[Available data Boundary: Start]
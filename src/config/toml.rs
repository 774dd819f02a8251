//! TOML configuration file parsing.
//!
//! Defines the structure of the configuration file with serde.

use std::path::Path;

use serde::Deserialize;

use super::ConfigError;

/// Root configuration structure from TOML file.
///
/// All fields are optional to allow partial configuration
/// that can be merged with CLI arguments.
#[derive(Debug, Default, Deserialize)]
#[serde(deny_unknown_fields)]
pub struct TomlConfig {
    /// Interface listing configuration
    #[serde(default)]
    pub listing: ListingSection,

    /// Public address lookup configuration
    #[serde(default)]
    pub lookup: LookupSection,

    /// Automatic refresh configuration
    #[serde(default)]
    pub refresh: RefreshSection,
}

/// Interface listing section.
#[derive(Debug, Default, Deserialize)]
#[serde(deny_unknown_fields)]
pub struct ListingSection {
    /// Program printing the interface listing
    pub command: Option<String>,
}

/// Public address lookup section.
#[derive(Debug, Default, Deserialize)]
#[serde(deny_unknown_fields)]
pub struct LookupSection {
    /// Echo service URL
    pub url: Option<String>,

    /// Backend: "curl" or "http"
    pub backend: Option<String>,

    /// Path to curl
    pub curl: Option<String>,

    /// Per-lookup time limit in seconds
    pub timeout: Option<u64>,
}

/// Automatic refresh section.
#[derive(Debug, Default, Deserialize)]
#[serde(deny_unknown_fields)]
pub struct RefreshSection {
    /// Interval in seconds (0 = manual only)
    pub interval: Option<u64>,
}

impl TomlConfig {
    /// Loads configuration from a TOML file.
    ///
    /// # Errors
    ///
    /// Returns an error if the file cannot be read or parsed.
    pub fn load(path: &Path) -> Result<Self, ConfigError> {
        let content = std::fs::read_to_string(path).map_err(|e| ConfigError::FileRead {
            path: path.to_path_buf(),
            source: e,
        })?;

        Self::parse(&content)
    }

    /// Parses configuration from a TOML string.
    ///
    /// # Errors
    ///
    /// Returns an error if the TOML is invalid.
    pub fn parse(content: &str) -> Result<Self, ConfigError> {
        toml::from_str(content).map_err(ConfigError::from)
    }
}

/// Generates a default configuration file with comments.
#[must_use]
pub fn default_config_template() -> String {
    r#"# ShowNet Configuration File

[listing]
# Program that prints the interface listing (default: /sbin/ifconfig)
# command = "/sbin/ifconfig"

[lookup]
# Service that echoes the caller's address as plain text
# url = "https://ifconfig.me"

# How lookups are performed: "curl" runs curl once per address family,
# "http" uses the built-in client
# backend = "curl"

# Path to curl for the curl backend
# curl = "/usr/bin/curl"

# Time limit for each lookup in seconds (default: 5)
timeout = 5

[refresh]
# Refresh automatically every N seconds (0 = only on request, max 86400)
interval = 0
"#
    .to_string()
}
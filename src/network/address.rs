//! Core network types for discovered addresses.

use std::fmt;

use serde::{Deserialize, Serialize};

/// IP address family.
///
/// Used both to tag interface addresses and to select which family a
/// public lookup is constrained to.
#[derive(Debug, Clone, Copy, PartialEq, Eq, Hash, Serialize, Deserialize)]
pub enum AddressFamily {
    /// IPv4 addresses.
    V4,
    /// IPv6 addresses.
    V6,
}

impl AddressFamily {
    /// Both families, IPv4 first.
    pub const ALL: [Self; 2] = [Self::V4, Self::V6];

    /// Returns true if `s` is syntactically valid for this family.
    #[must_use]
    pub fn validate(self, s: &str) -> bool {
        match self {
            Self::V4 => super::is_valid_ipv4(s),
            Self::V6 => super::is_valid_ipv6(s),
        }
    }
}

impl fmt::Display for AddressFamily {
    fn fmt(&self, f: &mut fmt::Formatter<'_>) -> fmt::Result {
        match self {
            Self::V4 => write!(f, "IPv4"),
            Self::V6 => write!(f, "IPv6"),
        }
    }
}

/// A single address discovered on a named interface.
///
/// Addresses are kept as the text the listing reported (zone suffix
/// stripped), since that is exactly what gets displayed and copied.
#[derive(Debug, Clone, PartialEq, Eq, Serialize, Deserialize)]
pub struct InterfaceAddress {
    /// The interface name (e.g., "en0").
    pub interface_name: String,
    /// The address text.
    pub address: String,
    /// Which family the address belongs to.
    pub family: AddressFamily,
}

impl InterfaceAddress {
    /// Creates a new interface address record.
    #[must_use]
    pub fn new(
        interface_name: impl Into<String>,
        address: impl Into<String>,
        family: AddressFamily,
    ) -> Self {
        Self {
            interface_name: interface_name.into(),
            address: address.into(),
            family,
        }
    }

    /// Creates an IPv4 record.
    #[must_use]
    pub fn v4(interface_name: impl Into<String>, address: impl Into<String>) -> Self {
        Self::new(interface_name, address, AddressFamily::V4)
    }

    /// Creates an IPv6 record.
    #[must_use]
    pub fn v6(interface_name: impl Into<String>, address: impl Into<String>) -> Self {
        Self::new(interface_name, address, AddressFamily::V6)
    }
}

impl fmt::Display for InterfaceAddress {
    fn fmt(&self, f: &mut fmt::Formatter<'_>) -> fmt::Result {
        write!(f, "{}: {}", self.interface_name, self.address)
    }
}
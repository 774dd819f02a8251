//! In-process lookup backend using reqwest.

use std::net::{IpAddr, Ipv4Addr, Ipv6Addr};
use std::time::Duration;

use super::{AddressLookup, LookupError};
use crate::config::defaults;
use crate::network::AddressFamily;

/// Fetches the echo endpoint over HTTP without spawning a process.
///
/// Each family gets its own client whose sockets are bound to the
/// unspecified address of that family, which restricts name resolution
/// and connection to that family the same way `curl -4`/`-6` does.
///
/// The body is returned whatever the status code, matching the
/// command-line backend which does not pass `--fail`.
#[derive(Debug, Clone)]
pub struct ReqwestLookup {
    v4: reqwest::Client,
    v6: reqwest::Client,
    url: url::Url,
    timeout: Duration,
}

impl ReqwestLookup {
    /// Creates a lookup against `url` using the default timeout.
    ///
    /// # Errors
    ///
    /// Returns [`LookupError::Setup`] if a client cannot be built
    /// (for example when no TLS backend is available).
    pub fn new(url: url::Url) -> Result<Self, LookupError> {
        Self::with_timeout(url, defaults::lookup_timeout())
    }

    /// Creates a lookup against `url` with a per-request `timeout`.
    ///
    /// # Errors
    ///
    /// Returns [`LookupError::Setup`] if a client cannot be built.
    pub fn with_timeout(url: url::Url, timeout: Duration) -> Result<Self, LookupError> {
        Ok(Self {
            v4: build_client(IpAddr::V4(Ipv4Addr::UNSPECIFIED), timeout)?,
            v6: build_client(IpAddr::V6(Ipv6Addr::UNSPECIFIED), timeout)?,
            url,
            timeout,
        })
    }

    const fn client(&self, family: AddressFamily) -> &reqwest::Client {
        match family {
            AddressFamily::V4 => &self.v4,
            AddressFamily::V6 => &self.v6,
        }
    }
}

fn build_client(local: IpAddr, timeout: Duration) -> Result<reqwest::Client, LookupError> {
    reqwest::Client::builder()
        .local_address(local)
        .timeout(timeout)
        .build()
        .map_err(|e| LookupError::Setup(e.to_string()))
}

fn map_error(error: reqwest::Error, timeout: Duration) -> LookupError {
    if error.is_timeout() {
        LookupError::Timeout(timeout)
    } else {
        LookupError::Http(Box::new(error))
    }
}

impl AddressLookup for ReqwestLookup {
    async fn lookup(&self, family: AddressFamily) -> Result<String, LookupError> {
        let timeout = self.timeout;

        let response = self
            .client(family)
            .get(self.url.as_str())
            .send()
            .await
            .map_err(|e| map_error(e, timeout))?;

        let status = response.status();
        let body = response.text().await.map_err(|e| map_error(e, timeout))?;

        tracing::debug!("{family} lookup via HTTP returned {status}");

        Ok(body)
    }
}
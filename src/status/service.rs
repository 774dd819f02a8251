//! Coordinator task that owns the status board.
//!
//! Only [`StatusService::run`] touches the board. Discovery and lookups run
//! on other tasks and report back as events tagged with their cycle id;
//! user actions arrive through [`StatusHandle`].

use std::sync::Arc;

use serde::Serialize;
use thiserror::Error;
use tokio::sync::{mpsc, oneshot, watch};
use tokio::task::JoinSet;

use crate::lookup::{AddressLookup, PublicAddressResult, PublicIpResolver};
use crate::network::{AddressFamily, DiscoveryError, InterfaceAddress, InterfaceSource, discover};

use super::board::{CycleId, CyclePhase, DiscoveryOutcome, StatusBoard};
use super::row::MenuEntry;

/// A complete copy of what should be on screen.
#[derive(Debug, Clone, PartialEq, Eq, Serialize)]
pub struct MenuSnapshot {
    /// The cycle this menu belongs to.
    pub cycle: u64,
    /// How far that cycle has progressed.
    pub phase: CyclePhase,
    /// Entries in display order.
    pub entries: Vec<MenuEntry>,
}

impl MenuSnapshot {
    fn of(board: &StatusBoard) -> Self {
        Self {
            cycle: board.cycle().get(),
            phase: board.phase(),
            entries: board.entries().to_vec(),
        }
    }

    /// Returns true once the cycle will not change further.
    #[must_use]
    pub fn is_complete(&self) -> bool {
        self.phase == CyclePhase::Complete
    }
}

/// The display adapter boundary.
///
/// Called from the coordinator after every change. Implementations should
/// return quickly; anything slow belongs on another task.
pub trait DisplaySink: Send {
    /// Replaces whatever is on screen with `snapshot`.
    fn render(&mut self, snapshot: MenuSnapshot);
}

/// A sink that publishes snapshots on a `watch` channel.
///
/// Useful for embedding the service in another event loop and for
/// waiting until a cycle completes.
#[derive(Debug)]
pub struct WatchSink {
    tx: watch::Sender<MenuSnapshot>,
}

impl WatchSink {
    /// Creates the sink and a receiver that starts with an empty idle menu.
    #[must_use]
    pub fn new() -> (Self, watch::Receiver<MenuSnapshot>) {
        let (tx, rx) = watch::channel(MenuSnapshot::of(&StatusBoard::new()));
        (Self { tx }, rx)
    }
}

impl DisplaySink for WatchSink {
    fn render(&mut self, snapshot: MenuSnapshot) {
        self.tx.send_replace(snapshot);
    }
}

/// Error returned when the coordinator has already stopped.
#[derive(Debug, Clone, Copy, PartialEq, Eq, Error)]
#[error("Status service has stopped")]
pub struct ServiceStopped;

/// Requests from outside the coordinator.
#[derive(Debug)]
enum Command {
    Refresh,
    Copy {
        index: usize,
        reply: oneshot::Sender<Option<String>>,
    },
    Quit,
}

/// Results from background work.
#[derive(Debug)]
enum Event {
    Discovered {
        cycle: CycleId,
        result: Result<Vec<InterfaceAddress>, DiscoveryError>,
    },
    Resolved {
        cycle: CycleId,
        result: PublicAddressResult,
    },
}

/// Cloneable handle exposing the three external operations.
#[derive(Debug, Clone)]
pub struct StatusHandle {
    tx: mpsc::UnboundedSender<Command>,
}

impl StatusHandle {
    /// Starts a new refresh cycle.
    ///
    /// # Errors
    ///
    /// Returns [`ServiceStopped`] if the coordinator is no longer running.
    pub fn refresh(&self) -> Result<(), ServiceStopped> {
        self.tx.send(Command::Refresh).map_err(|_| ServiceStopped)
    }

    /// Returns the clipboard text for the entry at `index`.
    ///
    /// `None` for separators, disabled rows, unknown indices, or when the
    /// coordinator has stopped.
    pub async fn copy(&self, index: usize) -> Option<String> {
        let (reply, rx) = oneshot::channel();
        self.tx.send(Command::Copy { index, reply }).ok()?;
        rx.await.ok().flatten()
    }

    /// Stops the coordinator. Outstanding lookups are abandoned.
    ///
    /// # Errors
    ///
    /// Returns [`ServiceStopped`] if the coordinator already stopped.
    pub fn quit(&self) -> Result<(), ServiceStopped> {
        self.tx.send(Command::Quit).map_err(|_| ServiceStopped)
    }
}

/// The coordinator.
///
/// # Type Parameters
///
/// - `S`: where interface listings come from
/// - `L`: the public lookup backend
/// - `D`: where snapshots are rendered
pub struct StatusService<S, L, D> {
    source: Arc<S>,
    resolver: Arc<PublicIpResolver<L>>,
    sink: D,
    board: StatusBoard,
    commands: mpsc::UnboundedReceiver<Command>,
    events_tx: mpsc::UnboundedSender<Event>,
    events_rx: mpsc::UnboundedReceiver<Event>,
    tasks: JoinSet<()>,
}

impl<S, L, D> StatusService<S, L, D>
where
    S: InterfaceSource + 'static,
    L: AddressLookup + 'static,
    D: DisplaySink,
{
    /// Creates the coordinator and its first handle.
    ///
    /// Nothing happens until [`run`](Self::run) is polled and a refresh
    /// is requested.
    #[must_use]
    pub fn new(source: S, resolver: PublicIpResolver<L>, sink: D) -> (Self, StatusHandle) {
        let (tx, commands) = mpsc::unbounded_channel();
        let (events_tx, events_rx) = mpsc::unbounded_channel();

        let service = Self {
            source: Arc::new(source),
            resolver: Arc::new(resolver),
            sink,
            board: StatusBoard::new(),
            commands,
            events_tx,
            events_rx,
            tasks: JoinSet::new(),
        };

        (service, StatusHandle { tx })
    }

    /// Processes commands and events until quit or until every handle is dropped.
    ///
    /// Background tasks still running at that point are aborted.
    pub async fn run(mut self) {
        loop {
            tokio::select! {
                biased;

                Some(event) = self.events_rx.recv() => self.handle_event(event),

                command = self.commands.recv() => match command {
                    Some(Command::Refresh) => self.start_cycle(),
                    Some(Command::Copy { index, reply }) => {
                        let _ = reply.send(self.board.copy(index));
                    }
                    Some(Command::Quit) => {
                        tracing::info!("Quit requested, stopping status service");
                        break;
                    }
                    None => {
                        tracing::debug!("All status handles dropped, stopping status service");
                        break;
                    }
                },

                Some(_) = self.tasks.join_next(), if !self.tasks.is_empty() => {}
            }
        }

        self.tasks.abort_all();
    }

    fn render(&mut self) {
        self.sink.render(MenuSnapshot::of(&self.board));
    }

    fn start_cycle(&mut self) {
        let cycle = self.board.begin_cycle();
        tracing::info!("Refreshing network status (cycle {cycle})");
        self.render();

        let source = Arc::clone(&self.source);
        let events = self.events_tx.clone();
        self.tasks.spawn(async move {
            let result = tokio::task::spawn_blocking(move || discover(source.as_ref()))
                .await
                .unwrap_or_else(|e| {
                    Err(DiscoveryError::Task {
                        message: e.to_string(),
                    })
                });
            let _ = events.send(Event::Discovered { cycle, result });
        });
    }

    fn handle_event(&mut self, event: Event) {
        match event {
            Event::Discovered { cycle, result } => self.on_discovered(cycle, result),
            Event::Resolved { cycle, result } => self.on_resolved(cycle, &result),
        }
    }

    fn on_discovered(
        &mut self,
        cycle: CycleId,
        result: Result<Vec<InterfaceAddress>, DiscoveryError>,
    ) {
        match &result {
            Ok(records) => tracing::info!("Discovered {} interface address(es)", records.len()),
            Err(e) => tracing::warn!("Interface discovery failed: {e}"),
        }

        match self.board.apply_discovery(cycle, result) {
            DiscoveryOutcome::Stale => {
                tracing::debug!("Dropping discovery result from stale cycle {cycle}");
            }
            DiscoveryOutcome::Settled => self.render(),
            DiscoveryOutcome::AwaitingPublic => {
                // Lookups start only after the interface rows are on screen.
                self.render();
                for family in AddressFamily::ALL {
                    self.spawn_lookup(cycle, family);
                }
            }
        }
    }

    fn spawn_lookup(&mut self, cycle: CycleId, family: AddressFamily) {
        let resolver = Arc::clone(&self.resolver);
        let events = self.events_tx.clone();
        self.tasks.spawn(async move {
            let result = resolver.resolve(family).await;
            let _ = events.send(Event::Resolved { cycle, result });
        });
    }

    fn on_resolved(&mut self, cycle: CycleId, result: &PublicAddressResult) {
        if self.board.apply_public(cycle, result) {
            if result.is_available() {
                tracing::debug!("Public {} address found (cycle {cycle})", result.family);
            } else {
                tracing::info!("Public {} address unavailable (cycle {cycle})", result.family);
            }
            if self.board.phase() == CyclePhase::Complete {
                tracing::info!("Refresh cycle {cycle} complete");
            }
            self.render();
        } else {
            tracing::debug!(
                "Dropping public {} result from stale cycle {cycle}",
                result.family
            );
        }
    }
}

#[cfg(test)]
#[path = "service_tests.rs"]
mod tests;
[Available data Boundary: End]
* About this task *
Each line above with the word "IpAddr" needs to be copied.

* Result below *
use std::net::{IpAddr, Ipv4Addr, Ipv6Addr};
            v4: build_client(IpAddr::V4(Ipv4Addr::UNSPECIFIED), timeout)?,
            v6: build_client(IpAddr::V6(Ipv6Addr::UNSPECIFIED), timeout)?,
fn build_client(local: IpAddr, timeout: Duration) -> Result<reqwest::Client, LookupError> {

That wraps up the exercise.